From the entries below, copy every line holding the word "async".

═════ Supplied records

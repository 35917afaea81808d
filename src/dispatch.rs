//! Tool dispatch: the boundary the conversational agent drives.
//!
//! The agent hands over a tool name and a JSON argument object; it gets a
//! string back, always. Recognized tools form the closed [`ToolCall`] union,
//! each variant carrying its typed, serde-validated input. There is no
//! stringly-typed lookup table to fall through, and the input contract of
//! every tool is spelled out in its input struct. Failures of any kind
//! (unknown tool, malformed input, missing rows, a store that went away)
//! come back as error strings; nothing across this boundary ever panics or
//! propagates.

use rust_decimal::Decimal;
use serde::de::DeserializeOwned;
use serde::Deserialize;
use serde_json::{json, Value};
use thiserror::Error;
use tracing::{debug, warn};

use crate::catalog::MenuFilter;
use crate::clients::{PlaceOrder, StoreClient};
use crate::model::{OrderId, OrderItemId};
use crate::store::StoreError;

/// Dispatch-boundary failures, rendered to strings before they reach the
/// agent.
#[derive(Debug, Error)]
pub enum DispatchError {
    #[error("Unknown tool: {0}")]
    UnknownTool(String),

    #[error("invalid input: {0}")]
    InvalidInput(#[source] serde_json::Error),
}

fn default_quantity() -> u32 {
    1
}

#[derive(Debug, Clone, Deserialize)]
pub struct GetCategoriesInput {
    #[serde(default)]
    pub is_food: Option<bool>,
}

#[derive(Debug, Clone, Deserialize)]
pub struct GetMenuInput {
    #[serde(default)]
    pub is_food: Option<bool>,
    #[serde(default)]
    pub category: Option<Vec<String>>,
    #[serde(default)]
    pub is_recommended: Option<bool>,
    #[serde(default)]
    pub min_price: Option<Decimal>,
    #[serde(default)]
    pub max_price: Option<Decimal>,
    #[serde(default)]
    pub must_include: Option<Vec<String>>,
    #[serde(default)]
    pub must_exclude: Option<Vec<String>>,
}

#[derive(Debug, Clone, Deserialize)]
pub struct GetAllergensInput {
    pub item_name: String,
    #[serde(default)]
    pub allergens_to_check: Option<Vec<String>>,
}

#[derive(Debug, Clone, Deserialize)]
pub struct PlaceOrderInput {
    pub order_id: u64,
    pub item_name: String,
    #[serde(default = "default_quantity")]
    pub quantity: u32,
    #[serde(default)]
    pub special_instructions: Option<String>,
    #[serde(default)]
    pub ingredients_to_exclude: Option<Vec<String>>,
}

#[derive(Debug, Clone, Deserialize)]
pub struct CancelOrderItemInput {
    pub order_item_id: u64,
}

#[derive(Debug, Clone, Deserialize)]
pub struct UpdateOrderItemQuantityInput {
    pub order_item_id: u64,
    /// Signed on purpose: a negative request is answered conversationally,
    /// not rejected as malformed.
    pub new_quantity: i64,
}

#[derive(Debug, Clone, Deserialize)]
pub struct GetReceiptInput {
    pub order_id: u64,
    #[serde(default)]
    pub item_names: Option<Vec<String>>,
}

#[derive(Debug, Clone, Deserialize)]
pub struct ProcessPaymentInput {
    pub order_id: u64,
    #[serde(default)]
    pub item_names: Option<Vec<String>>,
}

#[derive(Debug, Clone, Deserialize)]
pub struct GetFaqValueInput {
    pub key: String,
}

/// Every operation the conversational agent may invoke.
#[derive(Debug, Clone)]
pub enum ToolCall {
    GetCategories(GetCategoriesInput),
    GetMenu(GetMenuInput),
    GetAllergens(GetAllergensInput),
    PlaceOrder(PlaceOrderInput),
    CancelOrderItem(CancelOrderItemInput),
    UpdateOrderItemQuantity(UpdateOrderItemQuantityInput),
    GetReceipt(GetReceiptInput),
    ProcessPayment(ProcessPaymentInput),
    GetFaqKeys,
    GetFaqValue(GetFaqValueInput),
}

impl ToolCall {
    /// Resolve a tool name and raw JSON input to a typed call.
    pub fn parse(name: &str, input: Value) -> Result<Self, DispatchError> {
        fn typed<T: DeserializeOwned>(input: Value) -> Result<T, DispatchError> {
            serde_json::from_value(input).map_err(DispatchError::InvalidInput)
        }
        match name {
            "get_categories" => Ok(Self::GetCategories(typed(input)?)),
            "get_menu" => Ok(Self::GetMenu(typed(input)?)),
            "get_allergens" => Ok(Self::GetAllergens(typed(input)?)),
            "place_order" => Ok(Self::PlaceOrder(typed(input)?)),
            "cancel_order_item" => Ok(Self::CancelOrderItem(typed(input)?)),
            "update_order_item_quantity" => Ok(Self::UpdateOrderItemQuantity(typed(input)?)),
            "get_receipt" => Ok(Self::GetReceipt(typed(input)?)),
            "process_payment" => Ok(Self::ProcessPayment(typed(input)?)),
            "get_faq_keys" => Ok(Self::GetFaqKeys),
            "get_faq_value" => Ok(Self::GetFaqValue(typed(input)?)),
            _ => Err(DispatchError::UnknownTool(name.to_string())),
        }
    }

    /// Run the call against the store and render its result as a string.
    pub async fn execute(self, client: &StoreClient) -> Result<String, StoreError> {
        match self {
            ToolCall::GetCategories(input) => {
                let categories = client.list_categories(input.is_food).await?;
                Ok(json!({ "categories": categories }).to_string())
            }
            ToolCall::GetMenu(input) => {
                let filter = MenuFilter {
                    is_food: input.is_food,
                    categories: input.category,
                    is_recommended: input.is_recommended,
                    min_price: input.min_price,
                    max_price: input.max_price,
                    must_include: input.must_include,
                    must_exclude: input.must_exclude,
                };
                let items = client.search_menu(filter).await?;
                Ok(json!({ "items": items }).to_string())
            }
            ToolCall::GetAllergens(input) => {
                let report =
                    client.get_allergens(input.item_name, input.allergens_to_check).await?;
                Ok(json!(report).to_string())
            }
            ToolCall::PlaceOrder(input) => {
                client
                    .place_order(PlaceOrder {
                        order_id: OrderId(input.order_id),
                        item_name: input.item_name,
                        quantity: input.quantity,
                        special_instructions: input.special_instructions,
                        ingredients_to_exclude: input.ingredients_to_exclude.unwrap_or_default(),
                    })
                    .await
            }
            ToolCall::CancelOrderItem(input) => {
                client.cancel_order_item(OrderItemId(input.order_item_id)).await
            }
            ToolCall::UpdateOrderItemQuantity(input) => {
                if input.new_quantity < 0 {
                    return Ok("Quantity must be a non-negative number.".to_string());
                }
                client
                    .update_order_item_quantity(
                        OrderItemId(input.order_item_id),
                        input.new_quantity as u32,
                    )
                    .await
            }
            ToolCall::GetReceipt(input) => {
                let receipt = client
                    .receipt(OrderId(input.order_id), input.item_names, false, false)
                    .await?;
                Ok(json!(receipt).to_string())
            }
            ToolCall::ProcessPayment(input) => {
                client.payment(OrderId(input.order_id), input.item_names).await
            }
            ToolCall::GetFaqKeys => {
                let keys = client.faq_keys().await?;
                Ok(json!(keys).to_string())
            }
            ToolCall::GetFaqValue(input) => client.faq_value(input.key).await,
        }
    }
}

/// Execute a named tool against the store; the result is always a string.
///
/// This is the whole contract the conversation loop consumes: whatever
/// happens inside, the agent gets text it can relay.
pub async fn execute_tool(client: &StoreClient, name: &str, input: Value) -> String {
    debug!(tool = name, %input, "Tool invocation");
    let call = match ToolCall::parse(name, input) {
        Ok(call) => call,
        Err(error @ DispatchError::UnknownTool(_)) => {
            warn!(tool = name, "Unknown tool requested");
            return error.to_string();
        }
        Err(error) => {
            warn!(tool = name, %error, "Tool input rejected");
            return format!("Error executing {name}: {error}");
        }
    };
    match call.execute(client).await {
        Ok(output) => {
            debug!(tool = name, %output, "Tool result");
            output
        }
        Err(error) => {
            warn!(tool = name, %error, "Tool execution failed");
            format!("Error executing {name}: {error}")
        }
    }
}

#[cfg(test)]
mod tests {
    use super::*;

    #[test]
    fn unknown_tool_names_are_rejected() {
        let err = ToolCall::parse("get_weather", json!({})).unwrap_err();
        assert_eq!(err.to_string(), "Unknown tool: get_weather");
    }

    #[test]
    fn place_order_quantity_defaults_to_one() {
        let call =
            ToolCall::parse("place_order", json!({ "order_id": 1, "item_name": "Margherita" }))
                .unwrap();
        match call {
            ToolCall::PlaceOrder(input) => assert_eq!(input.quantity, 1),
            other => panic!("unexpected call: {other:?}"),
        }
    }

    #[test]
    fn missing_required_fields_are_invalid_input() {
        let err = ToolCall::parse("place_order", json!({ "order_id": 1 })).unwrap_err();
        assert!(matches!(err, DispatchError::InvalidInput(_)));
        assert!(err.to_string().contains("item_name"));
    }

    #[test]
    fn unrecognized_fields_are_ignored() {
        let call = ToolCall::parse(
            "get_categories",
            json!({ "is_food": true, "locale": "it-IT" }),
        )
        .unwrap();
        match call {
            ToolCall::GetCategories(input) => assert_eq!(input.is_food, Some(true)),
            other => panic!("unexpected call: {other:?}"),
        }
    }

    #[test]
    fn faq_keys_accepts_an_empty_object() {
        assert!(matches!(ToolCall::parse("get_faq_keys", json!({})), Ok(ToolCall::GetFaqKeys)));
    }
}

══════════

Solution to the exercise:
    pub async fn execute(self, client: &StoreClient) -> Result<String, StoreError> {
pub async fn execute_tool(client: &StoreClient, name: &str, input: Value) -> String {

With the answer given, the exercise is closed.